Six Thursdays: June 4-July 9, 2009, 6:30 p.m. – 8:30 p.m.

Flash fiction? Sudden, mini, micro, postcard, short-short? These are names for very short stories, between 250 and 1,750 words long. The genre is experimental, the word length variable. In this workshop we’ll investigate very short stories, and we’ll write our own. We’ll read and discuss anecdotes, scenes, advertisements, jokes, parables, prose poems, and very short fiction by established writers such as Hemingway, Peter Altenberg, and Jayne Anne Phillips. Expect writing exercises in workshop, and be prepared to bring in your own very short fiction to be discussed.

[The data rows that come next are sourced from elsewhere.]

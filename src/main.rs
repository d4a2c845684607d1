use conway_sketch::{
    application::{MAX_SPEED, MIN_SPEED, Session},
    input::{self, PaintState},
    rendering,
    ui::{self, Slider},
};
use macroquad::prelude::*;

/// Default board dimensions
const GRID_ROWS: usize = 50;
const GRID_COLS: usize = 100;

fn window_conf() -> Conf {
    Conf {
        window_title: "Conway's Game of Life".to_owned(),
        window_width: (GRID_COLS as f32 * ui::CELL_SIZE + ui::PANEL_WIDTH) as i32,
        window_height: 640,
        window_resizable: false,
        ..Default::default()
    }
}

#[macroquad::main(window_conf)]
async fn main() {
    let mut session = Session::new(GRID_ROWS, GRID_COLS);
    let mut paint = PaintState::default();
    let mut speed_slider = Slider::new(
        ui::panel_x(),
        ui::SLIDER_Y,
        ui::PANEL_WIDTH,
        "Speed",
        MIN_SPEED,
        MAX_SPEED,
        session.speed,
    );

    loop {
        let mouse_pos = mouse_position();
        speed_slider.set_position(ui::panel_x(), ui::SLIDER_Y);

        // Buttons reflect the session state, so rebuild them each frame
        let buttons = ui::create_buttons(&session);

        session = input::process_button_clicks(session, &buttons, mouse_pos);
        if speed_slider.update(mouse_pos) {
            session = session.set_speed(speed_slider.value());
        }
        // A drag that started on the slider must not paint the board
        if !speed_slider.is_dragging() {
            input::handle_mouse_paint(&mut session, &mut paint, mouse_pos);
        }
        session = input::process_keyboard_input(session);

        session = session.tick(get_frame_time());

        clear_background(BLACK);
        rendering::draw_grid(session.engine.grid());
        rendering::draw_controls(&session, &buttons, &speed_slider, mouse_pos);

        next_frame().await;
    }
}
use macroquad::prelude::*;

/// Horizontal slider UI component with a draggable knob
pub struct Slider {
    x: f32,
    y: f32,
    width: f32,
    min: f32,
    max: f32,
    value: f32,
    label: String,
    dragging: bool,
}

const TRACK_HEIGHT: f32 = 6.0;
const KNOB_RADIUS: f32 = 9.0;

impl Slider {
    pub fn new(x: f32, y: f32, width: f32, label: impl Into<String>, min: f32, max: f32, value: f32) -> Self {
        Self {
            x,
            y,
            width,
            min,
            max,
            value: value.clamp(min, max),
            label: label.into(),
            dragging: false,
        }
    }

    /// Get the current value
    pub fn value(&self) -> f32 {
        self.value
    }

    /// Whether a drag started on this slider is still in progress
    pub fn is_dragging(&self) -> bool {
        self.dragging
    }

    /// Update position for responsive layout
    pub fn set_position(&mut self, x: f32, y: f32) {
        self.x = x;
        self.y = y;
    }

    /// Knob center X for the current value
    fn knob_x(&self) -> f32 {
        let t = (self.value - self.min) / (self.max - self.min);
        self.x + t * self.width
    }

    /// Whether the mouse is over the track or knob
    fn is_hovered(&self, mouse_pos: (f32, f32)) -> bool {
        mouse_pos.0 >= self.x - KNOB_RADIUS
            && mouse_pos.0 <= self.x + self.width + KNOB_RADIUS
            && mouse_pos.1 >= self.y - KNOB_RADIUS
            && mouse_pos.1 <= self.y + TRACK_HEIGHT + KNOB_RADIUS
    }

    /// Handle dragging; returns true when the value changed this frame
    pub fn update(&mut self, mouse_pos: (f32, f32)) -> bool {
        if is_mouse_button_pressed(MouseButton::Left) && self.is_hovered(mouse_pos) {
            self.dragging = true;
        }
        if !is_mouse_button_down(MouseButton::Left) {
            self.dragging = false;
        }
        if !self.dragging {
            return false;
        }

        let t = ((mouse_pos.0 - self.x) / self.width).clamp(0.0, 1.0);
        let new_value = self.min + t * (self.max - self.min);
        let changed = new_value != self.value;
        self.value = new_value;
        changed
    }

    /// Draw track, filled portion, knob, and label
    pub fn draw(&self, mouse_pos: (f32, f32)) {
        draw_text(&self.label, self.x, self.y - 10.0, 14.0, GRAY);

        // track with the filled portion up to the knob
        draw_rectangle(
            self.x,
            self.y,
            self.width,
            TRACK_HEIGHT,
            Color::from_rgba(45, 45, 45, 255),
        );
        draw_rectangle(
            self.x,
            self.y,
            self.knob_x() - self.x,
            TRACK_HEIGHT,
            Color::from_rgba(70, 130, 180, 255),
        );

        let knob_color = if self.dragging || self.is_hovered(mouse_pos) {
            Color::from_rgba(100, 149, 237, 255)
        } else {
            WHITE
        };
        draw_circle(self.knob_x(), self.y + TRACK_HEIGHT / 2.0, KNOB_RADIUS, knob_color);
    }
}
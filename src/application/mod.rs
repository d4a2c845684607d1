mod engine;
mod session;

pub use engine::{Engine, InvalidCoordinate};
pub use session::{MAX_SPEED, MIN_SPEED, Session};
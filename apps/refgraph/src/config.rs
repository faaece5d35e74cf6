//! # Configuration
//!
//! Optional `refgraph.toml`:
//!
//! ```toml
//! prefix = "~$£€"
//! json_mode = false
//! ```
//!
//! Command-line flags win over file values; file values win over defaults.

use refgraph_core::{CodecOptions, RefgraphError};
use serde::Deserialize;
use std::path::Path;

/// File looked up in the working directory when `--config` is not given.
pub const DEFAULT_CONFIG_FILE: &str = "refgraph.toml";

/// Contents of a configuration file. Every field is optional.
#[derive(Debug, Clone, Default, PartialEq, Eq, Deserialize)]
#[serde(deny_unknown_fields)]
pub struct Config {
    /// Marker-key prefix shared by encoder and decoder.
    pub prefix: Option<String>,

    /// Print command output as JSON.
    pub json_mode: Option<bool>,
}

impl Config {
    /// Load configuration.
    ///
    /// An explicit path must exist. Without one, [`DEFAULT_CONFIG_FILE`] is
    /// read if present and defaults are used otherwise.
    pub fn load(path: Option<&Path>) -> Result<Self, RefgraphError> {
        match path {
            Some(path) => Self::read(path),
            None => {
                let fallback = Path::new(DEFAULT_CONFIG_FILE);
                if fallback.is_file() {
                    Self::read(fallback)
                } else {
                    Ok(Self::default())
                }
            }
        }
    }

    fn read(path: &Path) -> Result<Self, RefgraphError> {
        let contents = std::fs::read_to_string(path).map_err(|e| {
            RefgraphError::IoError(format!("Cannot read config '{}': {}", path.display(), e))
        })?;
        let config = Self::from_toml(&contents)?;
        tracing::debug!(path = %path.display(), "loaded configuration");
        Ok(config)
    }

    pub fn from_toml(contents: &str) -> Result<Self, RefgraphError> {
        toml::from_str(contents).map_err(|e| RefgraphError::Config(e.to_string()))
    }

    /// Merge with command-line flags.
    pub fn resolve(self, prefix: Option<String>, json_mode: bool) -> Settings {
        let mut options = CodecOptions::new();
        if let Some(prefix) = prefix.or(self.prefix) {
            options = options.with_prefix(prefix);
        }
        Settings {
            options,
            json_mode: json_mode || self.json_mode.unwrap_or(false),
        }
    }
}

/// Effective settings handed to every command.
#[derive(Debug, Clone)]
pub struct Settings {
    pub options: CodecOptions,
    pub json_mode: bool,
}

// =============================================================================
// TESTS
// =============================================================================

#[cfg(test)]
mod tests {
    use super::*;

    #[test]
    fn empty_file_is_default() {
        assert_eq!(Config::from_toml("").expect("parse"), Config::default());
    }

    #[test]
    fn file_values_are_read() {
        let config = Config::from_toml("prefix = \"-\"\njson_mode = true\n").expect("parse");
        assert_eq!(config.prefix.as_deref(), Some("-"));
        assert_eq!(config.json_mode, Some(true));
    }

    #[test]
    fn unknown_keys_are_rejected() {
        let result = Config::from_toml("prefx = \"-\"");
        assert!(matches!(result, Err(RefgraphError::Config(_))));
    }

    #[test]
    fn flags_override_file() {
        let config = Config {
            prefix: Some("-".to_string()),
            json_mode: Some(false),
        };
        let settings = config.resolve(Some("~".to_string()), true);
        assert_eq!(settings.options.prefix(), "~");
        assert!(settings.json_mode);
    }

    #[test]
    fn defaults_apply_without_file_or_flags() {
        let settings = Config::default().resolve(None, false);
        assert_eq!(settings.options.prefix(), CodecOptions::default().prefix());
        assert!(!settings.json_mode);
    }

    #[test]
    fn explicit_missing_path_is_an_error() {
        let result = Config::load(Some(Path::new("/nonexistent/refgraph.toml")));
        assert!(matches!(result, Err(RefgraphError::IoError(_))));
    }
}
//! # Core Type Definitions
//!
//! This module contains the value model shared by the codec and the store:
//! - Arena identifiers (`NodeId`)
//! - Values and compound nodes (`Value`, `Node`, `NodeKind`, `ContainerKind`)
//! - Opaque host handles (`External`)
//! - Error types (`RefgraphError`)
//!
//! ## Identity
//!
//! Compound values live in a [`Graph`](crate::Graph) arena and are referenced
//! by `NodeId`. Two `Value::Node` are equal iff they address the same slot,
//! which is what gives maps and sets their identity semantics. Scalars compare
//! by value.

use indexmap::{IndexMap, IndexSet};
use serde_json::Number;
use std::any::Any;
use std::fmt;
use std::sync::Arc;
use thiserror::Error;

use crate::primitives::{MAP_TAG, SEQUENCE_TAG, SET_TAG};

// =============================================================================
// NODE IDENTIFIER
// =============================================================================

/// Handle to a compound node inside a `Graph` arena.
///
/// Handles are only meaningful for the graph that issued them.
#[derive(Debug, Clone, Copy, PartialEq, Eq, PartialOrd, Ord, Hash)]
pub struct NodeId(pub(crate) usize);

impl NodeId {
    /// Position of the node in its arena.
    #[must_use]
    pub const fn index(self) -> usize {
        self.0
    }
}

impl fmt::Display for NodeId {
    fn fmt(&self, f: &mut fmt::Formatter<'_>) -> fmt::Result {
        write!(f, "#{}", self.0)
    }
}

// =============================================================================
// VALUE
// =============================================================================

/// The universal unit carried by records, sequences, maps and sets.
#[derive(Debug, Clone, PartialEq, Eq, Hash, Default)]
pub enum Value {
    #[default]
    Null,
    Bool(bool),
    Number(Number),
    String(String),
    /// A compound value, by identity.
    Node(NodeId),
}

impl Value {
    #[must_use]
    pub const fn is_null(&self) -> bool {
        matches!(self, Self::Null)
    }

    #[must_use]
    pub const fn as_node(&self) -> Option<NodeId> {
        match self {
            Self::Node(id) => Some(*id),
            _ => None,
        }
    }

    #[must_use]
    pub fn as_str(&self) -> Option<&str> {
        match self {
            Self::String(s) => Some(s),
            _ => None,
        }
    }

    #[must_use]
    pub const fn as_bool(&self) -> Option<bool> {
        match self {
            Self::Bool(b) => Some(*b),
            _ => None,
        }
    }

    #[must_use]
    pub fn as_i64(&self) -> Option<i64> {
        match self {
            Self::Number(n) => n.as_i64(),
            _ => None,
        }
    }

    #[must_use]
    pub fn as_u64(&self) -> Option<u64> {
        match self {
            Self::Number(n) => n.as_u64(),
            _ => None,
        }
    }
}

impl From<bool> for Value {
    fn from(b: bool) -> Self {
        Self::Bool(b)
    }
}

impl From<i64> for Value {
    fn from(n: i64) -> Self {
        Self::Number(n.into())
    }
}

impl From<u64> for Value {
    fn from(n: u64) -> Self {
        Self::Number(n.into())
    }
}

impl From<i32> for Value {
    fn from(n: i32) -> Self {
        Self::Number(n.into())
    }
}

impl From<Number> for Value {
    fn from(n: Number) -> Self {
        Self::Number(n)
    }
}

impl From<&str> for Value {
    fn from(s: &str) -> Self {
        Self::String(s.to_owned())
    }
}

impl From<String> for Value {
    fn from(s: String) -> Self {
        Self::String(s)
    }
}

impl From<NodeId> for Value {
    fn from(id: NodeId) -> Self {
        Self::Node(id)
    }
}

// =============================================================================
// EXTERNAL HANDLE
// =============================================================================

/// An opaque host value. The codec never looks inside it.
///
/// Cloning shares the same instance; equality is pointer identity.
#[derive(Clone)]
pub struct External(Arc<dyn Any + Send + Sync>);

impl External {
    /// Wrap a host value.
    pub fn new<T: Any + Send + Sync>(value: T) -> Self {
        Self(Arc::new(value))
    }

    /// Wrap an already shared host value, keeping its identity.
    #[must_use]
    pub fn from_arc(value: Arc<dyn Any + Send + Sync>) -> Self {
        Self(value)
    }

    #[must_use]
    pub fn downcast_ref<T: Any>(&self) -> Option<&T> {
        self.0.downcast_ref::<T>()
    }

    /// True if both handles point at the same host value.
    #[must_use]
    pub fn ptr_eq(&self, other: &Self) -> bool {
        std::ptr::addr_eq(Arc::as_ptr(&self.0), Arc::as_ptr(&other.0))
    }
}

impl fmt::Debug for External {
    fn fmt(&self, f: &mut fmt::Formatter<'_>) -> fmt::Result {
        write!(f, "External({:p})", Arc::as_ptr(&self.0))
    }
}

impl PartialEq for External {
    fn eq(&self, other: &Self) -> bool {
        self.ptr_eq(other)
    }
}

impl Eq for External {}

// =============================================================================
// NODE
// =============================================================================

/// Ordered string-keyed fields of a plain record.
pub type Record = IndexMap<String, Value>;

/// Ordered key-unique mapping. A later insert on an existing key replaces its value.
pub type UniqueMap = IndexMap<Value, Value>;

/// Ordered collection with identity/equality membership.
pub type UniqueSet = IndexSet<Value>;

/// A compound value stored in the arena.
#[derive(Debug, Clone, PartialEq, Eq)]
pub enum Node {
    Record(Record),
    Sequence(Vec<Value>),
    Map(UniqueMap),
    Set(UniqueSet),
    External(External),
}

impl Node {
    #[must_use]
    pub fn kind(&self) -> NodeKind {
        match self {
            Self::Record(_) => NodeKind::Record,
            Self::Sequence(_) => NodeKind::Sequence,
            Self::Map(_) => NodeKind::Map,
            Self::Set(_) => NodeKind::Set,
            Self::External(_) => NodeKind::External,
        }
    }

    /// The container kind, if this node is a sequence, map or set.
    #[must_use]
    pub fn container_kind(&self) -> Option<ContainerKind> {
        match self {
            Self::Sequence(_) => Some(ContainerKind::Sequence),
            Self::Map(_) => Some(ContainerKind::Map),
            Self::Set(_) => Some(ContainerKind::Set),
            Self::Record(_) | Self::External(_) => None,
        }
    }
}

/// Discriminant of a `Node`, used in error reports.
#[derive(Debug, Clone, Copy, PartialEq, Eq, PartialOrd, Ord, Hash)]
pub enum NodeKind {
    Record,
    Sequence,
    Map,
    Set,
    External,
}

impl NodeKind {
    /// True for sequences, maps and sets.
    #[must_use]
    pub const fn is_container(self) -> bool {
        matches!(self, Self::Sequence | Self::Map | Self::Set)
    }
}

impl fmt::Display for NodeKind {
    fn fmt(&self, f: &mut fmt::Formatter<'_>) -> fmt::Result {
        let name = match self {
            Self::Record => "record",
            Self::Sequence => "sequence",
            Self::Map => "map",
            Self::Set => "set",
            Self::External => "external",
        };
        f.write_str(name)
    }
}

/// The three typed containers the wire format can tag.
#[derive(Debug, Clone, Copy, PartialEq, Eq, PartialOrd, Ord, Hash)]
pub enum ContainerKind {
    Sequence,
    Map,
    Set,
}

impl ContainerKind {
    /// Wire tag: `"A"`, `"M"` or `"S"`.
    #[must_use]
    pub const fn tag(self) -> &'static str {
        match self {
            Self::Sequence => SEQUENCE_TAG,
            Self::Map => MAP_TAG,
            Self::Set => SET_TAG,
        }
    }

    #[must_use]
    pub fn from_tag(tag: &str) -> Option<Self> {
        match tag {
            SEQUENCE_TAG => Some(Self::Sequence),
            MAP_TAG => Some(Self::Map),
            SET_TAG => Some(Self::Set),
            _ => None,
        }
    }

    /// A fresh, empty node of this kind.
    #[must_use]
    pub fn empty_node(self) -> Node {
        match self {
            Self::Sequence => Node::Sequence(Vec::new()),
            Self::Map => Node::Map(UniqueMap::new()),
            Self::Set => Node::Set(UniqueSet::new()),
        }
    }
}

// =============================================================================
// ERROR TYPES
// =============================================================================

/// Errors that can occur in the refgraph codec and store.
///
/// - No silent failures
/// - Use `Result<T, RefgraphError>` for fallible operations
/// - The core never panics; every detectable inconsistency is reported
#[derive(Debug, Error)]
pub enum RefgraphError {
    /// A user record carries a field named like a reserved marker key.
    #[error("Marker conflict: reserved key {key:?} found on record at {path}")]
    MarkerConflict { key: String, path: String },

    /// A type tag is not a string, or a container tag is not an `[index, kind]` pair.
    #[error("Invalid type tag at {path}: {reason}")]
    InvalidTypeTag { path: String, reason: String },

    /// A container tag names a kind other than `A`, `M` or `S`.
    #[error("Unknown container type {tag:?} at {path}")]
    UnknownContainerType { tag: String, path: String },

    /// A reference targets an index that no decoded node carries.
    #[error("Dangling reference to index {index} at {path}")]
    DanglingReference { index: u64, path: String },

    /// A marker is present but its payload is malformed.
    #[error("Invalid marker {key:?} at {path}: {reason}")]
    InvalidMarker {
        key: String,
        path: String,
        reason: String,
    },

    /// A map entry is not a two-element `[key, value]` array.
    #[error("Malformed map entry at {path}")]
    MalformedEntry { path: String },

    /// Two decoded nodes claim the same index.
    #[error("Index {0} is carried by more than one node")]
    DuplicateIndex(u64),

    /// An external value reached the encoder and the codec did not substitute it.
    #[error("External value at {path} has no substitution")]
    OpaqueValue { path: String },

    /// The value nests deeper than the supported limit.
    #[error("Nesting exceeds {0} levels")]
    NestingTooDeep(usize),

    /// A node handle does not belong to this graph.
    #[error("Node not found: {0}")]
    NodeNotFound(NodeId),

    /// A node or object has a different kind than the operation requires.
    #[error("{target} is a {actual}, expected {expected}")]
    WrongKind {
        target: String,
        expected: &'static str,
        actual: NodeKind,
    },

    /// The batch does not continue the store's transaction history.
    #[error("Out of order transaction: expected {expected}, got {actual}")]
    OutOfOrderTransaction { expected: u64, actual: u64 },

    /// No live object at this index.
    #[error("Unknown object: {0}")]
    UnknownObject(u64),

    /// An object already lives at this index.
    #[error("Object {0} already exists")]
    ObjectExists(u64),

    /// The object at this index was disposed; indices are never reused.
    #[error("Object {0} was disposed")]
    ObjectDisposed(u64),

    /// The object index is beyond the table limit.
    #[error("Object index {0} exceeds the object table limit")]
    ObjectLimit(u64),

    /// No property declared at this index.
    #[error("Unknown property index: {0}")]
    UnknownProperty(u64),

    /// Property declarations must be strictly sequential.
    #[error("Property index mismatch: expected {expected}, got {actual}")]
    PropertyIndexMismatch { expected: u64, actual: u64 },

    /// A list position outside the sequence.
    #[error("Position {position} out of range for object {object} (length {len})")]
    PositionOutOfRange {
        object: u64,
        position: u64,
        len: usize,
    },

    /// Removal of a key or member that is not present.
    #[error("Object {object} has no such entry")]
    MissingEntry { object: u64 },

    /// A property name that would make a record look like a container wrapper.
    #[error("Property name {0:?} is reserved")]
    ReservedProperty(String),

    /// Addition of a member that is already present.
    #[error("Object {object} already contains this entry")]
    DuplicateEntry { object: u64 },

    /// An event record cannot be parsed.
    #[error("Malformed event: {0}")]
    MalformedEvent(String),

    /// A snapshot document is structurally invalid.
    #[error("Invalid snapshot: {0}")]
    InvalidSnapshot(String),

    /// The JSON text could not be parsed or produced.
    #[error("JSON error: {0}")]
    Json(#[from] serde_json::Error),

    /// An I/O error occurred (application layer).
    #[error("I/O error: {0}")]
    IoError(String),

    /// A configuration file could not be parsed (application layer).
    #[error("Configuration error: {0}")]
    Config(String),

    /// Re-encoding a document did not reproduce it (application layer).
    #[error("Document is not canonical: first difference at byte {offset}")]
    NotCanonical { offset: usize },
}

// =============================================================================
// TESTS
// =============================================================================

David Beaty has lived and worked in Greece, England and Brazil. A graduate of Columbia College, he earned an MFA in Creative Writing from Florida International University, where he was a recipient of the Josephine Friedman Award For Fiction. His short stories have appeared in Miami Noir, Unbound Press, Having A Wonderful Time, and other anthologies and literary journals. His short story, "Ghosts," was chosen for The Best American Mystery Stories 2000; and, most recently, his story, "The Last Of Lord Jitters," received honorable mention in The Best American Mystery Stories 2007, edited by Carl Hiaasen.